PROBLEM DETAILS:
Check each line below for the word "format", then please report how many lines have it and nothing more.

Records contained in a dataset:
◆ ◆ ◆ ◆ ◆ ◆ ◆

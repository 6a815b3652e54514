//! Agent output source.
//!
//! Agents print sections introduced by a header line:
//!
//! ```text
//! <<<device_setup>>>
//! noc@example.com core-sw1 Rack-4
//! <<<agent_items:sep(59)>>>
//! item1;100;OK
//! item2;75;WARNING
//! ```
//!
//! Rows are split on whitespace unless the header names a separator by its
//! character code. Each section becomes one table; repeated headers append
//! to it. Other header options are ignored.

use std::fs;
use std::path::{Path, PathBuf};

use checkwatch_types::{RawRow, RawTable};
use tracing::debug;

use super::{TableSet, TableSource};

/// A source that reads sections from captured agent output.
#[derive(Debug)]
pub struct AgentSource {
    path: PathBuf,
    description: String,
    last_error: Option<String>,
    loaded: Option<TableSet>,
}

impl AgentSource {
    pub fn new<P: AsRef<Path>>(path: P) -> Self {
        let path = path.as_ref().to_path_buf();
        let description = format!("agent output: {}", path.display());
        Self {
            path,
            description,
            last_error: None,
            loaded: None,
        }
    }

    pub fn path(&self) -> &Path {
        &self.path
    }

    fn load(&mut self) -> Option<&TableSet> {
        if self.loaded.is_none() {
            match fs::read_to_string(&self.path) {
                Ok(content) => {
                    self.last_error = None;
                    self.loaded = Some(parse_agent_output(&content));
                }
                Err(e) => self.last_error = Some(format!("Read error: {}", e)),
            }
        }
        self.loaded.as_ref()
    }
}

impl TableSource for AgentSource {
    fn tables(&mut self, section: &str) -> Vec<RawTable> {
        self.load()
            .and_then(|sections| sections.get(section))
            .cloned()
            .unwrap_or_default()
    }

    fn description(&self) -> &str {
        &self.description
    }

    fn error(&self) -> Option<&str> {
        self.last_error.as_deref()
    }
}

/// A section header: the section name and its field separator.
struct Header<'a> {
    name: &'a str,
    separator: Option<char>,
}

fn parse_header(line: &str) -> Option<Header<'_>> {
    let inner = line.strip_prefix("<<<")?.strip_suffix(">>>")?;
    let mut parts = inner.split(':');
    let name = parts.next().unwrap_or_default();

    let separator = parts
        .filter_map(|option| option.strip_prefix("sep(")?.strip_suffix(')'))
        .filter_map(|code| code.parse::<u32>().ok())
        .find_map(char::from_u32);

    Some(Header { name, separator })
}

fn split_row(line: &str, separator: Option<char>) -> RawRow {
    match separator {
        Some(sep) => line.split(sep).map(String::from).collect(),
        None => line.split_whitespace().map(String::from).collect(),
    }
}

/// Split agent output into one table per section.
///
/// Lines before the first header and after an empty `<<<>>>` header belong
/// to no section and are dropped.
pub fn parse_agent_output(text: &str) -> TableSet {
    let mut sections = TableSet::new();
    let mut current: Option<(String, Option<char>)> = None;

    for line in text.lines() {
        let line = line.trim_end_matches('\r');
        if let Some(header) = parse_header(line.trim()) {
            current = if header.name.is_empty() {
                None
            } else {
                sections
                    .entry(header.name.to_string())
                    .or_insert_with(|| vec![RawTable::new()]);
                Some((header.name.to_string(), header.separator))
            };
            continue;
        }

        if line.trim().is_empty() {
            continue;
        }

        match &current {
            Some((name, separator)) => {
                if let Some(table) = sections.get_mut(name).and_then(|tables| tables.first_mut()) {
                    table.push(split_row(line, *separator));
                }
            }
            None => debug!(line, "Ignoring line outside of any section"),
        }
    }

    sections
}

#[cfg(test)]
mod tests {
    use super::*;
    use std::io::Write;
    use tempfile::NamedTempFile;

    const OUTPUT: &str = "\
<<<check_mk>>>
Version: 2.2.0
<<<agent_items:sep(59)>>>
item1;100;OK
item2;75;WARNING

<<<device_setup>>>
noc@example.com   core-sw1 Rack-4
<<<agent_items:sep(59):persist(1700000000)>>>
item3;4;CRITICAL
<<<>>>
stray line
";

    #[test]
    fn splits_sections() {
        let sections = parse_agent_output(OUTPUT);
        assert_eq!(sections.len(), 3);
        assert_eq!(sections["check_mk"][0], vec![vec!["Version:", "2.2.0"]]);
        assert_eq!(
            sections["device_setup"][0],
            vec![vec!["noc@example.com", "core-sw1", "Rack-4"]]
        );
    }

    #[test]
    fn separator_and_repeated_headers() {
        let sections = parse_agent_output(OUTPUT);
        let items = &sections["agent_items"];
        assert_eq!(items.len(), 1);
        assert_eq!(
            items[0],
            vec![
                vec!["item1", "100", "OK"],
                vec!["item2", "75", "WARNING"],
                vec!["item3", "4", "CRITICAL"],
            ]
        );
    }

    #[test]
    fn empty_separated_fields_are_kept() {
        let sections = parse_agent_output("<<<x:sep(59)>>>\na;;c\n");
        assert_eq!(sections["x"][0], vec![vec!["a", "", "c"]]);
    }

    #[test]
    fn header_only_section_is_empty_table() {
        let sections = parse_agent_output("<<<empty>>>\n");
        assert_eq!(sections["empty"], vec![RawTable::new()]);
    }

    #[test]
    fn text_before_any_header_is_dropped() {
        assert!(parse_agent_output("no header here\n").is_empty());
    }

    #[test]
    fn reads_file() {
        let mut file = NamedTempFile::new().unwrap();
        write!(file, "{}", OUTPUT).unwrap();

        let mut source = AgentSource::new(file.path());
        assert_eq!(source.tables("agent_items")[0].len(), 3);
        assert!(source.tables("interfaces").is_empty());
        assert!(source.error().is_none());
    }

    #[test]
    fn missing_file_sets_error() {
        let mut source = AgentSource::new("/nonexistent/agent.out");
        assert!(source.tables("agent_items").is_empty());
        assert!(source.error().unwrap().contains("Read error"));
    }
}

◆ ◆ ◆ ◆ ◆ ◆ ◆

EXERCISE OUTPUT:
2